I keep getting the follwoing health error message:

 

The filesystem checkpoint is 22 hour(s), 40 minute(s) old. This is 2,267.75% of the configured checkpoint period of 1 hour(s). Critical threshold: 400.00%. 10,775 transactions have occurred since the last filesystem checkpoint. This is 1.08% of the configured checkpoint transaction target of 1,000,000.

 

What is causing this and how can I get it to stop.

 

Logs:

 

Number of transactions: 8 Total time for transactions(ms): 1 Number of transactions batched in Syncs: 0 Number of syncs: 6 SyncTimes(ms): 132 
Number of transactions: 8 Total time for transactions(ms): 1 Number of transactions batched in Syncs: 0 Number of syncs: 7 SyncTimes(ms): 155 
Finalizing edits file /dfs/nn/current/edits_inprogress_0000000000000021523 -> /dfs/nn/current/edits_0000000000000021523-0000000000000021530
Starting log segment at 21531
Rescanning after 30000 milliseconds
Scanned 0 directive(s) and 0 block(s) in 0 millisecond(s).
list corrupt file blocks returned: 0
list corrupt file blocks returned: 0
BLOCK* allocateBlock: /tmp/.cloudera_health_monitoring_canary_files/.canary_file_2014_10_09-07_29_47. BP-941526827-192.168.0.1-1412692043930 blk_1073744503_3679{blockUCState=UNDER_CONSTRUCTION, primaryNodeIndex=-1, replicas=[ReplicaUnderConstruction[[DISK]DS-a7270ad4-959d-4756-b731-83457af7c6a3:NORMAL|RBW]]}
BLOCK* addStoredBlock: blockMap updated: 192.168.0.102:50010 is added to blk_1073744503_3679{blockUCState=UNDER_CONSTRUCTION, primaryNodeIndex=-1, replicas=[ReplicaUnderConstruction[[DISK]DS-eaca52a9-2713-4901-b978-e331c17800fc:NORMAL|RBW]]} size 0
DIR* completeFile: /tmp/.cloudera_health_monitoring_canary_files/.canary_file_2014_10_09-07_29_47 is closed by DFSClient_NONMAPREDUCE_592472068_72
BLOCK* addToInvalidates: blk_1073744503_3679 192.168.0.102:50010 
BLOCK* BlockManager: ask 192.168.0.102:50010 to delete [blk_1073744503_3679]
Rescanning after 30001 milliseconds
Scanned 0 directive(s) and 0 block(s) in 0 millisecond(s).

 

1 ACCEPTED SOLUTION

Accepted Solutions

Re: Checkpoint Status on name node

Contributor

I found the fix for my issue.

 

As after format of namenode, checkpointing on snn was not happening bcoz of old namespace and blockpoolID on VERSION file.

 

After deleting the files under /data/dfs/snn.

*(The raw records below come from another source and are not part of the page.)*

//! Compression options: the single configuration surface threaded from
//! the CLI (or any other caller) into the scheduler.
//!
//! Defaults mirror the `-mx6` preset: a reasonable balance of ratio and
//! speed rather than the extremes at either end of the `-mx{1..12}` scale.

use crate::ext_table;

/// How aggressively the optimizer searches for matches.
#[derive(Debug, Clone, Copy, PartialEq, Eq, Default)]
pub enum Strategy {
    Fast,
    #[default]
    Normal,
    Best,
    High,
}

/// Whether the x86 BCJ filter runs, and on what it triggers.
#[derive(Debug, Clone, Copy, PartialEq, Eq, Default)]
pub enum FilterMode {
    Off,
    #[default]
    Auto,
    ForceBcj,
}

/// Solid-unit boundary policy (`-ms`).
#[derive(Debug, Clone, Copy, PartialEq, Eq)]
pub enum SolidPolicy {
    /// Every file gets its own unit.
    Off,
    /// One unit for the whole archive (bounded only by `solid_unit_size`).
    On,
    /// At most `files` files per unit.
    FileCount(u64),
    /// At most `bytes` uncompressed bytes per unit.
    ByteSize(u64),
    /// One unit per distinct extension group.
    ByExtension,
}

impl Default for SolidPolicy {
    fn default() -> Self {
        Self::On
    }
}

/// Top-level compression configuration.
#[derive(Debug, Clone)]
pub struct Options {
    /// LZMA `lc` (literal context bits).
    pub lc: u32,
    /// LZMA `lp` (literal position bits).
    pub lp: u32,
    /// LZMA `pb` (position bits).
    pub pb: u32,
    /// Maximum match length the optimizer will consider in one step.
    pub fast_length: u32,
    /// Match finder recursion depth cap.
    pub search_depth: u32,
    /// Dictionary size in bytes.
    pub dictionary_size: u64,
    /// Secondary (match-buffer) dictionary size in KiB, as in the original CLI unit.
    pub second_dict_size: u32,
    /// `log2` of the match finder's buffered sub-path capacity.
    pub match_buffer_log: u32,
    /// Number of worker threads; 0 means "pick automatically".
    pub thread_count: usize,
    pub strategy: Strategy,
    pub filter_mode: FilterMode,
    pub solid: SolidPolicy,
    /// Block overlap, in `1/16`ths of the dictionary size (`-mo{1..14}`).
    pub block_overlap: u32,
    pub store_full_paths: bool,
    pub store_creation_time: bool,
    pub share_deny_none: bool,
    pub quiet: bool,
}

impl Default for Options {
    fn default() -> Self {
        Self::from_level(6)
    }
}

impl Options {
    /// Builds options from an `-mx{level}` preset, `1..=12`, then applies
    /// the original's fixed defaults for everything the level doesn't
    /// scale directly.
    pub fn from_level(level: u32) -> Self {
        let level = level.clamp(1, 12);
        let dictionary_size: u64 = match level {
            1..=3 => 1 << 20,
            4..=5 => 4 << 20,
            6 => 16 << 20,
            7..=8 => 32 << 20,
            9..=10 => 64 << 20,
            _ => 192 << 20,
        };
        let fast_length = match level {
            1..=3 => 32,
            4..=6 => 48,
            7..=9 => 64,
            _ => 128,
        };
        let strategy = match level {
            1..=4 => Strategy::Fast,
            5..=7 => Strategy::Normal,
            8..=10 => Strategy::Best,
            _ => Strategy::High,
        };
        Self {
            lc: 3,
            lp: 0,
            pb: 2,
            fast_length,
            search_depth: 42,
            dictionary_size,
            second_dict_size: 512,
            match_buffer_log: 4,
            thread_count: 0,
            strategy,
            filter_mode: FilterMode::Auto,
            solid: SolidPolicy::On,
            block_overlap: 2,
            store_full_paths: false,
            store_creation_time: false,
            share_deny_none: false,
            quiet: false,
        }
    }

    /// Resolves `thread_count == 0` ("automatic") against the machine's
    /// available parallelism.
    pub fn resolved_thread_count(&self) -> usize {
        if self.thread_count > 0 {
            return self.thread_count;
        }
        std::thread::available_parallelism().map(|n| n.get()).unwrap_or(1)
    }

    /// Whether BCJ should be applied to a file whose extension index is
    /// `ext_index`, per the "executables get their own units" policy.
    pub fn bcj_applies_to(&self, ext_index: u32) -> bool {
        match self.filter_mode {
            FilterMode::Off => false,
            FilterMode::ForceBcj => true,
            FilterMode::Auto => ext_table::is_exe_group(ext_index),
        }
    }

    /// Maximum bytes a single solid unit may accumulate before the
    /// scheduler closes it, independent of `solid`'s file/extension
    /// policy (the `2 GiB` ceiling named in the unit policy).
    pub fn solid_unit_size(&self) -> u64 {
        2 << 30
    }
}

#[cfg(test)]
mod tests {
    use super::*;

    #[test]
    fn default_matches_level_six() {
        let d = Options::default();
        let l6 = Options::from_level(6);
        assert_eq!(d.dictionary_size, l6.dictionary_size);
        assert_eq!(d.fast_length, l6.fast_length);
    }

    #[test]
    fn level_is_clamped_to_valid_range() {
        let low = Options::from_level(0);
        let high = Options::from_level(99);
        assert_eq!(low.dictionary_size, Options::from_level(1).dictionary_size);
        assert_eq!(high.dictionary_size, Options::from_level(12).dictionary_size);
    }

    #[test]
    fn higher_levels_use_larger_dictionaries() {
        let low = Options::from_level(1);
        let high = Options::from_level(12);
        assert!(high.dictionary_size > low.dictionary_size);
    }

    #[test]
    fn bcj_auto_mode_follows_extension_group() {
        let opts = Options::default();
        let exe_idx = ext_table::lookup("exe");
        let txt_idx = ext_table::lookup("txt");
        assert!(opts.bcj_applies_to(exe_idx));
        assert!(!opts.bcj_applies_to(txt_idx));
    }

    #[test]
    fn bcj_off_mode_never_applies() {
        let mut opts = Options::default();
        opts.filter_mode = FilterMode::Off;
        assert!(!opts.bcj_applies_to(ext_table::lookup("exe")));
    }

    #[test]
    fn thread_count_zero_resolves_to_at_least_one() {
        let opts = Options::default();
        assert!(opts.resolved_thread_count() >= 1);
    }
}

I restart the namenode and snn, later found it working fine.

 

 

13 REPLIES 13

Re: Checkpoint Status on name node

New Contributor

No One knows?????

Re: Checkpoint Status on name node

You could get this error if the secondary or standby namenode is not performing checkpointing correctly. Please verify the health of the following roles:
- Standby Namenode (if HDFS-HA is enabled)
- Secondary Namenode (if HDFS-HA is *not* enabled)
Regards,
Gautam Gopalakrishnan

Re: Checkpoint Status on name node

New Contributor

This is what it states.

 

The filesystem checkpoint is 2 day(s), 59 minute(s) old. This is 4,898.53% of the configured checkpoint period of 1 hour(s). Critical threshold: 400.00%. 23,261 transactions have occurred since the last filesystem checkpoint. This is 2.33% of the configured checkpoint transaction target of 1,000,000.

Re: Checkpoint Status on name node

Contributor

It seems like HA settings are enabled.

 

Please check if HDFS>Configuration>"Filesystem Checkpoint Age Monitoring Thresholds"  is specified.  If specified then change it to never as shown below. Save the settings you will not get the message again.

 

 

HA.png

Re: Checkpoint Status on name node

Master Guru

Please never disable that check. Checkpoints are very essential for the HDFS operation, and you do not want to be in a position with checkpoints failing for a technical reason and you never getting notified on that.

 

Instead, look at your Standby or Secondary NN to figure out what the error is, and/or seek help with that identified information.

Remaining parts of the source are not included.